I agreed with her, sort of. It was annoying how people here look down
on Middle Westerners. She said they are "so much smarter and
cooler."
She also loves Texas.
"I love Texas Republicans!" she said. "They're these
beautiful women, they're so great-looking, they're completely loaded.
They're dripping in this gorgeous jewelry, they're really funny and
sarcastic and smart. Americans are so cool, and they re such parochial
idiots here in New York. I mean, they really do seem to think in the
Northeast that the South … is like an English-speaking Saudi Arabia and it
must be coached in tolerance."
We were both whooping it up, I'm afraid.
"Oh God, they re so stupid in New York! But it's fun living in
the belly of the beast, don't you think? I mean we can laugh at them."
I changed the subject. Who was sexy? The movie stars Ms. Coulter digs are
Andy Garcia, Peter Horton and Tom Selleck. She doesn't think George W. Bush
sexy but finds it "very comforting" he's commander in chief.
What about Clinton?
"Oh! Never. Oh, he's a pudgy little guy whose greatest moment on
the football field involved a clarinet. And take that down."
It was a saxophone, but no matter. Matt Drudge?
"Oh, Drudge, he's the sexiest man alive. Drudge, he's fabulous."
How about CNN's Tucker Carlson, Howard Kurtz, James Carville and Paul Begala?
"I would say I think all of them are pathetic little girly-boys. They
re like anti-sexy. They are saltpeter."
How did she feel about the Vice President?
"Cheney is my ideal man. Because he's solid. He's funny.

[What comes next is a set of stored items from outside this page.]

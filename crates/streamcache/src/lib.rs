//! # streamcache
//!
//! A write-through order cache replicated through a shared change log.
//!
//! Each [`OrderCache`] keeps a [`LocalStore`] that is written only by its own
//! [`Subscriber`], which tails the change log and applies every record in log
//! order. Writes never touch the local store directly: they are published to
//! the log and come back through the subscriber, so all replicas reading the
//! same log converge to the same state. Reads fall back to a
//! [`SystemOfRecord`] on a miss.
//!
//! ```text
//!  save/update/delete ─► Publisher ─► ChangeLog ─► Subscriber ─► LocalStore
//!  get ─► LocalStore ──(miss)──► SystemOfRecord ──(fill)──► LocalStore
//! ```

pub mod backend;
pub mod cache;
pub mod config;
pub mod metrics;
pub mod publisher;
pub mod store;
pub mod subscriber;

pub use backend::{BackendError, DynSystemOfRecord, InMemorySystemOfRecord, SystemOfRecord};
pub use cache::{CacheStats, OrderCache};
pub use config::{CacheConfig, PublishRetryPolicy};
pub use publisher::Publisher;
pub use store::{FillTicket, LocalStore, Lookup};
pub use subscriber::{Subscriber, SubscriberHandle, SubscriberStats};

pub use streamcache_core::{
    CacheError, Mutation, MutationKind, NewOrder, Order, OrderId, RawRecord, Result,
};
pub use streamcache_log::{ChangeLog, Cursor, DynChangeLog, InMemoryChangeLog, StartFrom};
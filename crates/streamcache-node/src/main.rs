use anyhow::Result;
use clap::Parser;

use streamcache_node::cli::{Cli, Commands};
use streamcache_node::commands;
use streamcache_node::config::loader::load_config;
use streamcache_node::observability;
use streamcache_node::output::print_error;

#[tokio::main]
async fn main() {
    // Load .env file if present (before anything else)
    if let Err(e) = dotenvy::dotenv() {
        // Not an error if .env doesn't exist - it's optional
        if !matches!(e, dotenvy::Error::Io(ref io_err) if io_err.kind() == std::io::ErrorKind::NotFound)
        {
            eprintln!("Warning: Failed to load .env file: {e}");
        }
    }

    let cli = Cli::parse();

    let config = match load_config(cli.config.as_deref()) {
        Ok(c) => c,
        Err(e) => {
            print_error(&format!("Configuration error: {e}"));
            std::process::exit(2);
        }
    };

    observability::init_tracing(&config.logging);
    tracing::info!(
        path = cli.config.as_deref().unwrap_or("streamcache.toml"),
        stream = %config.redis.stream,
        "Configuration loaded"
    );

    if let Err(e) = run(&cli, &config).await {
        print_error(&format!("{e:#}"));
        std::process::exit(1);
    }
}

async fn run(cli: &Cli, config: &streamcache_node::AppConfig) -> Result<()> {
    match &cli.command {
        Commands::Run(args) => {
            observability::init_metrics(&config.metrics)?;
            commands::replica::run(config, args).await?;
        }
        Commands::Save(args) => commands::orders::save(config, args).await?,
        Commands::Update(args) => commands::orders::update(config, args).await?,
        Commands::Delete(args) => commands::orders::delete(config, args).await?,
        Commands::Get(args) => commands::orders::get(config, args).await?,
        Commands::Dump(args) => commands::orders::dump(config, args).await?,
    }
    Ok(())
}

He's very handsome. He was a football player. People don't think about him
as the glamour type because he's a serious person, he wears glasses, he's
lost his hair. But he's a very handsome man. And you cannot imagine him
losing his temper, which I find extremely sexy. Men who get upset and lose
their tempers and claim to be sensitive males: talk about girly boys. No,
there's a reason hurricanes are named after women and homosexual men, it's
one of our little methods of social control. We re supposed to fly
off the handle.
"They are supposed to be rock-solid men. Dick Cheney exudes
that. Can you imagine him yelling at Lynne Cheney? No. Every female I know
finds that so incredibly attractive."
What about Rumsfeld?
"Mmmmm-hmmmm. And I might add, inasmuch as we have just left the
Clinton era, everyone recognizes this: There is absolutely no possible way
any one of those men have ever cheated on their wives. No possible way. Even
Colin Powell, who I don't particularly like politically no possible way.
These are honorable men and I think America recognizes that."
What was the most adventurous thing Ms. Coulter had done?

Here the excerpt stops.